#### EXERCISE INSTRUCTIONS
Begin with the first line of the listing and quote every line through the one containing "commands run in"; give only those lines.

#### MATERIAL FOR THIS EXERCISE
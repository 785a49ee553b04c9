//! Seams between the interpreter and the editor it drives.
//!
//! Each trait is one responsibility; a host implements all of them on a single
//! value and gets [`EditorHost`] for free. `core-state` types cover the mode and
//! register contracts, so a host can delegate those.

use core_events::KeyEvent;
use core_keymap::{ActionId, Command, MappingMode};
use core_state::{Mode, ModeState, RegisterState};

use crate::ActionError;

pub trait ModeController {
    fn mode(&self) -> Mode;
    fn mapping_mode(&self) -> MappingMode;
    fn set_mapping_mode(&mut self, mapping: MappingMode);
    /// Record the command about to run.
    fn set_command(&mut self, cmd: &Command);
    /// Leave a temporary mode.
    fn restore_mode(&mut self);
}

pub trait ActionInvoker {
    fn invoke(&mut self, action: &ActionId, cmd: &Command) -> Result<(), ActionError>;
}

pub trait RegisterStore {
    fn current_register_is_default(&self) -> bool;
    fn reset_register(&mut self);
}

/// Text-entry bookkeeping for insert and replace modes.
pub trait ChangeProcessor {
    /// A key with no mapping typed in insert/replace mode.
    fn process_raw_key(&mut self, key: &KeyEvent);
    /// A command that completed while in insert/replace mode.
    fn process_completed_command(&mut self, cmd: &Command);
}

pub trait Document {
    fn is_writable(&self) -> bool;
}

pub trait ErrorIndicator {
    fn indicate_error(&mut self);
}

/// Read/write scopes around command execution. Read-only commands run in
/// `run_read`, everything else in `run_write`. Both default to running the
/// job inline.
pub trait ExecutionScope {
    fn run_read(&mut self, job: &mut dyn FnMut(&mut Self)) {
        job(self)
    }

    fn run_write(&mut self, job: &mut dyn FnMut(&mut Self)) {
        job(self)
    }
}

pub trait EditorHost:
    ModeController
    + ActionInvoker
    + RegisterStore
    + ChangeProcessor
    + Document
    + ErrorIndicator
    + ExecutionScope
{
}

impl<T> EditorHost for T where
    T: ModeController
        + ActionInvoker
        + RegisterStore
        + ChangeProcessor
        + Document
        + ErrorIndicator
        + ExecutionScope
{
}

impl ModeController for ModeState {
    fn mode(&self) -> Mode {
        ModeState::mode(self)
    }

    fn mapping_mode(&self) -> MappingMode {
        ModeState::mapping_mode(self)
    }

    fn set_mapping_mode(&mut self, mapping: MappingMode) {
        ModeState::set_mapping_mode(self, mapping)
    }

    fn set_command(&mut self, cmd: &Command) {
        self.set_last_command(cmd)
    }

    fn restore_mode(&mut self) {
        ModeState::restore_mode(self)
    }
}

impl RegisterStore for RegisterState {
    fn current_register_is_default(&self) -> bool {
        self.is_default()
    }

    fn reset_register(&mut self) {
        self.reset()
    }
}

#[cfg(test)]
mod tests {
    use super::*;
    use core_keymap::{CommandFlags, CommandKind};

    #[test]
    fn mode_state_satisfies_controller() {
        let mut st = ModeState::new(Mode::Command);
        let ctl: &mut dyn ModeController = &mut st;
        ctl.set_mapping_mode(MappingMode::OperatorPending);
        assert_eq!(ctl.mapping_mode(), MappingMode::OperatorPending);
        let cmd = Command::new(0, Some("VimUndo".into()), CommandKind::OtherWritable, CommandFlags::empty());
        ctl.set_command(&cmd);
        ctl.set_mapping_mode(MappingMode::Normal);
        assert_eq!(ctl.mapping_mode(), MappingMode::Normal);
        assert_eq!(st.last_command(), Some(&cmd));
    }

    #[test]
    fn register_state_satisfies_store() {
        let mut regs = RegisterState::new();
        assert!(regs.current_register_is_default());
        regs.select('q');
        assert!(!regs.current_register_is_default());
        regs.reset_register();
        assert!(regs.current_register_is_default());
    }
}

#### OUTPUT FOR THIS TASK
repository 785a49ee553b04c9
//! Seams between the interpreter and the editor it drives.
//!
//! Each trait is one responsibility; a host implements all of them on a single
//! value and gets [`EditorHost`] for free. `core-state` types cover the mode and
//! register contracts, so a host can delegate those.

use core_events::KeyEvent;
use core_keymap::{ActionId, Command, MappingMode};
use core_state::{Mode, ModeState, RegisterState};

use crate::ActionError;

pub trait ModeController {
    fn mode(&self) -> Mode;
    fn mapping_mode(&self) -> MappingMode;
    fn set_mapping_mode(&mut self, mapping: MappingMode);
    /// Record the command about to run.
    fn set_command(&mut self, cmd: &Command);
    /// Leave a temporary mode.
    fn restore_mode(&mut self);
}

pub trait ActionInvoker {
    fn invoke(&mut self, action: &ActionId, cmd: &Command) -> Result<(), ActionError>;
}

pub trait RegisterStore {
    fn current_register_is_default(&self) -> bool;
    fn reset_register(&mut self);
}

/// Text-entry bookkeeping for insert and replace modes.
pub trait ChangeProcessor {
    /// A key with no mapping typed in insert/replace mode.
    fn process_raw_key(&mut self, key: &KeyEvent);
    /// A command that completed while in insert/replace mode.
    fn process_completed_command(&mut self, cmd: &Command);
}

pub trait Document {
    fn is_writable(&self) -> bool;
}

pub trait ErrorIndicator {
    fn indicate_error(&mut self);
}

/// Read/write scopes around command execution. Read-only commands run in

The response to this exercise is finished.